### WHAT IS NEEDED:
Pick out all lines in the listing holding the string "RegistrationError" and copy them.

───── STUDY MATERIAL

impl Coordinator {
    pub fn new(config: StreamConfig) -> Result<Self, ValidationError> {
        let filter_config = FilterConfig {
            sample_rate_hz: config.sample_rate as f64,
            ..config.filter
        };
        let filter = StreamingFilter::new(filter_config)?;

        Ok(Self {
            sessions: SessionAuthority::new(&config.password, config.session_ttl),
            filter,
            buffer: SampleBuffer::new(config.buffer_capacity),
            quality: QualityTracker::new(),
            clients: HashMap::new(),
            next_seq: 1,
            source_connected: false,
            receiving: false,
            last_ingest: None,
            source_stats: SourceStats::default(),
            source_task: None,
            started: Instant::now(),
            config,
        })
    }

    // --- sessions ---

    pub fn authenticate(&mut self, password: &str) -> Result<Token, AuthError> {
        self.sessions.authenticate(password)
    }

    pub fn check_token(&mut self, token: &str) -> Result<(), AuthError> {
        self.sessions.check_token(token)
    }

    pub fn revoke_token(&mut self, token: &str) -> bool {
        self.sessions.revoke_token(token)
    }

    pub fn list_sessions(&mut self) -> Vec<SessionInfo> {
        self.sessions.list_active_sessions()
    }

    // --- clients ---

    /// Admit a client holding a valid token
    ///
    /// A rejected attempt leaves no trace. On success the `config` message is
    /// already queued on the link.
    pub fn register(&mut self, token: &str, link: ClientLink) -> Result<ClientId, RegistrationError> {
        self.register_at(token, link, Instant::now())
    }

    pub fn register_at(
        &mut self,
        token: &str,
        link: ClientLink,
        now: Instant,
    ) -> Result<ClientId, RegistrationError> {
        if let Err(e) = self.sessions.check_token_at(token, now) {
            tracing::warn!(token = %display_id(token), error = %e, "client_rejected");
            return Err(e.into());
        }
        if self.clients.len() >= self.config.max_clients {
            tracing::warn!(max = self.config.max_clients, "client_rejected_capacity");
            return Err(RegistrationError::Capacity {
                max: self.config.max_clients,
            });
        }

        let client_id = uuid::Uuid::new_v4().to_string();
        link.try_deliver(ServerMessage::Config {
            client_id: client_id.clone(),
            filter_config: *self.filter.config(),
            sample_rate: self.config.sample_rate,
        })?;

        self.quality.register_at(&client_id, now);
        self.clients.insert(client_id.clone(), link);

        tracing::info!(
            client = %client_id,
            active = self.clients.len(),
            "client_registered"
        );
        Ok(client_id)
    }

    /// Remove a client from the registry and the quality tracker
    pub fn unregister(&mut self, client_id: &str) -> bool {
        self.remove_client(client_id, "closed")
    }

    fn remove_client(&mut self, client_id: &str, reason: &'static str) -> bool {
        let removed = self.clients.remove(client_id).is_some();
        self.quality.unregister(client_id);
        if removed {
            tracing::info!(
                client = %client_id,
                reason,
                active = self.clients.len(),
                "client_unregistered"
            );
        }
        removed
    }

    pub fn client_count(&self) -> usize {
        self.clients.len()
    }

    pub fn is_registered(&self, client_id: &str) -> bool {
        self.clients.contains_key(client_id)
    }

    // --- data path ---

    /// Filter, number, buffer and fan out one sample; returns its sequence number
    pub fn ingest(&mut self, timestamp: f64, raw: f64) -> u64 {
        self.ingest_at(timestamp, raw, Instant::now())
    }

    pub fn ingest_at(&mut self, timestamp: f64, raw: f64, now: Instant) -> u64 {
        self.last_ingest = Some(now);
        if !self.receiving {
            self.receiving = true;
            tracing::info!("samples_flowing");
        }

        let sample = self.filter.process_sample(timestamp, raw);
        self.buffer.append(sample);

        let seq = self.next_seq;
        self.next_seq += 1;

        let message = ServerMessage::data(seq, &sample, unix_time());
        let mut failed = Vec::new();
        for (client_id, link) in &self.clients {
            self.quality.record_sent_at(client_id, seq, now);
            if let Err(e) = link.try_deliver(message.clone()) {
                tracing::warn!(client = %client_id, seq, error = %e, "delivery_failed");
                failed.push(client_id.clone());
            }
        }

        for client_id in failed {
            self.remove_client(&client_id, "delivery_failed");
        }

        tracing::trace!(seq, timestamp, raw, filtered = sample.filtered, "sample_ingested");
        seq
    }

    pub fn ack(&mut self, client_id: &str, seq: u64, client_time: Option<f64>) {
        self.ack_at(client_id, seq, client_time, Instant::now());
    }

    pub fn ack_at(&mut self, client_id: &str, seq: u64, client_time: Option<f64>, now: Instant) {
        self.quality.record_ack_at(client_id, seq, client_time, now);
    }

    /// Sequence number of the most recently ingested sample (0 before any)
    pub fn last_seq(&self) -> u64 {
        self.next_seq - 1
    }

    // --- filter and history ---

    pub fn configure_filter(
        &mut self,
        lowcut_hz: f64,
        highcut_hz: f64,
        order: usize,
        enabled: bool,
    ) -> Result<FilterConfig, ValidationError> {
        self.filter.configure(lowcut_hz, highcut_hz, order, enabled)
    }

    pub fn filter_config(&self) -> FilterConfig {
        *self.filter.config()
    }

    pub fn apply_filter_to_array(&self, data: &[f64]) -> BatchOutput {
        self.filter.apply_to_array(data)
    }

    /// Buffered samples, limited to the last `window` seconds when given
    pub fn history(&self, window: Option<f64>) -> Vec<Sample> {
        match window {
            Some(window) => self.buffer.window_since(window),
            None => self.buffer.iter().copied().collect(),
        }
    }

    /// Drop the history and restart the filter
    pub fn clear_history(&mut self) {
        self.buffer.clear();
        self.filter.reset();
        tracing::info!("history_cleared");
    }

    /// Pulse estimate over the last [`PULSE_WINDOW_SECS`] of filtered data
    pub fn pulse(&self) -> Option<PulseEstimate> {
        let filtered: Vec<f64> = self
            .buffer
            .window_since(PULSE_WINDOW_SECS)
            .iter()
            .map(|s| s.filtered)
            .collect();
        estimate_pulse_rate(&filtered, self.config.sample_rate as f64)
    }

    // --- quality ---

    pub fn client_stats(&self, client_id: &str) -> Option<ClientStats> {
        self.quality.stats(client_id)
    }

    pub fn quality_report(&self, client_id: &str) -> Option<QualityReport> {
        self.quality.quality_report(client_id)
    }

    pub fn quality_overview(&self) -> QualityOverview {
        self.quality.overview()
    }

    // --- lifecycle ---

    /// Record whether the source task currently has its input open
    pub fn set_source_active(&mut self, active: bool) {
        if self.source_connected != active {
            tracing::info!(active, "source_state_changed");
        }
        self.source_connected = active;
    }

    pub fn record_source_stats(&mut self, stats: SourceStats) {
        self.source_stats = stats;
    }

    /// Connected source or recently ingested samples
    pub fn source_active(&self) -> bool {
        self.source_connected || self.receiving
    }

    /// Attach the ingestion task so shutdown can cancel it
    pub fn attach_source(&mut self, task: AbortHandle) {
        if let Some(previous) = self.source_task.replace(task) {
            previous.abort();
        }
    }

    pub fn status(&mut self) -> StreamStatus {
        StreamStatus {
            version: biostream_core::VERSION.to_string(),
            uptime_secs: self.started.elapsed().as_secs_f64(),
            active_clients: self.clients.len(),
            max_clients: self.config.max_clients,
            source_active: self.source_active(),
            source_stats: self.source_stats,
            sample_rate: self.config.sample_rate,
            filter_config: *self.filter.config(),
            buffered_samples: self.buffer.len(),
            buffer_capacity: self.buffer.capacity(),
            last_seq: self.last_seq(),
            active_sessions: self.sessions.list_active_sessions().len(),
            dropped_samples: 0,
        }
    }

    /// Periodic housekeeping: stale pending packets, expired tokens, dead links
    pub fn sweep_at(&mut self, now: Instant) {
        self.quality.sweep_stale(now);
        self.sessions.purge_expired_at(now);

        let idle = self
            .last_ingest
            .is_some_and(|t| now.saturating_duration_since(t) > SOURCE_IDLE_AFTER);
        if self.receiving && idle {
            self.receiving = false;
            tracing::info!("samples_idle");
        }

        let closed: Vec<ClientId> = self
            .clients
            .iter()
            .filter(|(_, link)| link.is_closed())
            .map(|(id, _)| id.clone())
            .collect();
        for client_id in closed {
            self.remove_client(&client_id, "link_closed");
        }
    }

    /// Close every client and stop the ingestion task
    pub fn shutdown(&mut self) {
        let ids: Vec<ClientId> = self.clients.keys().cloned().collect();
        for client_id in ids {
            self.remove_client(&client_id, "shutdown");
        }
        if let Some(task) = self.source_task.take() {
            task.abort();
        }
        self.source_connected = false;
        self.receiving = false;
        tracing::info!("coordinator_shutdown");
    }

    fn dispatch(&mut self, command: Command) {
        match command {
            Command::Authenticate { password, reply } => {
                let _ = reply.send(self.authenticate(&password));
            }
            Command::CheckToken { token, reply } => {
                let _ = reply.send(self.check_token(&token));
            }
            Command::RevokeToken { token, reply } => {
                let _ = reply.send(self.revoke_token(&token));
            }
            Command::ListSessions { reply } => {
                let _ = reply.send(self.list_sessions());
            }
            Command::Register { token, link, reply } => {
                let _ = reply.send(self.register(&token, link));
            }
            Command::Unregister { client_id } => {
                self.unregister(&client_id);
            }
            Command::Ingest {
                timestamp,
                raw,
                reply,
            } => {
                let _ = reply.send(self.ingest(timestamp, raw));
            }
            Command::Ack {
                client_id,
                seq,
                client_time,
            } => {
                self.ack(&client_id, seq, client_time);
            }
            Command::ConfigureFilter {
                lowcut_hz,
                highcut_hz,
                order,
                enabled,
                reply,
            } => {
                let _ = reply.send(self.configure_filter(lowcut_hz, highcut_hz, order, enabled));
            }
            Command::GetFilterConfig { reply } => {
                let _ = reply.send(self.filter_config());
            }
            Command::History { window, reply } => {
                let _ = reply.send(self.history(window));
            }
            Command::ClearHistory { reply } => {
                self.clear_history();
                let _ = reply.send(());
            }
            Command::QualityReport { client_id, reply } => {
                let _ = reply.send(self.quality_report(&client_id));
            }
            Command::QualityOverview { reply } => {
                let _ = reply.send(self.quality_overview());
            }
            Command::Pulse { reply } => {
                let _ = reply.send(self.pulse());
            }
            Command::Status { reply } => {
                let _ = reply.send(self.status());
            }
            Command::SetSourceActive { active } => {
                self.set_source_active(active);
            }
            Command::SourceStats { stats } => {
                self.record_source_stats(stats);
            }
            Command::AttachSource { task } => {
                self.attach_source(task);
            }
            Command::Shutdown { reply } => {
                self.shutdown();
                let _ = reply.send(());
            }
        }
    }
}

──────────

### SOLUTION BELOW:
    pub fn register(&mut self, token: &str, link: ClientLink) -> Result<ClientId, RegistrationError> {
    ) -> Result<ClientId, RegistrationError> {
            return Err(RegistrationError::Capacity {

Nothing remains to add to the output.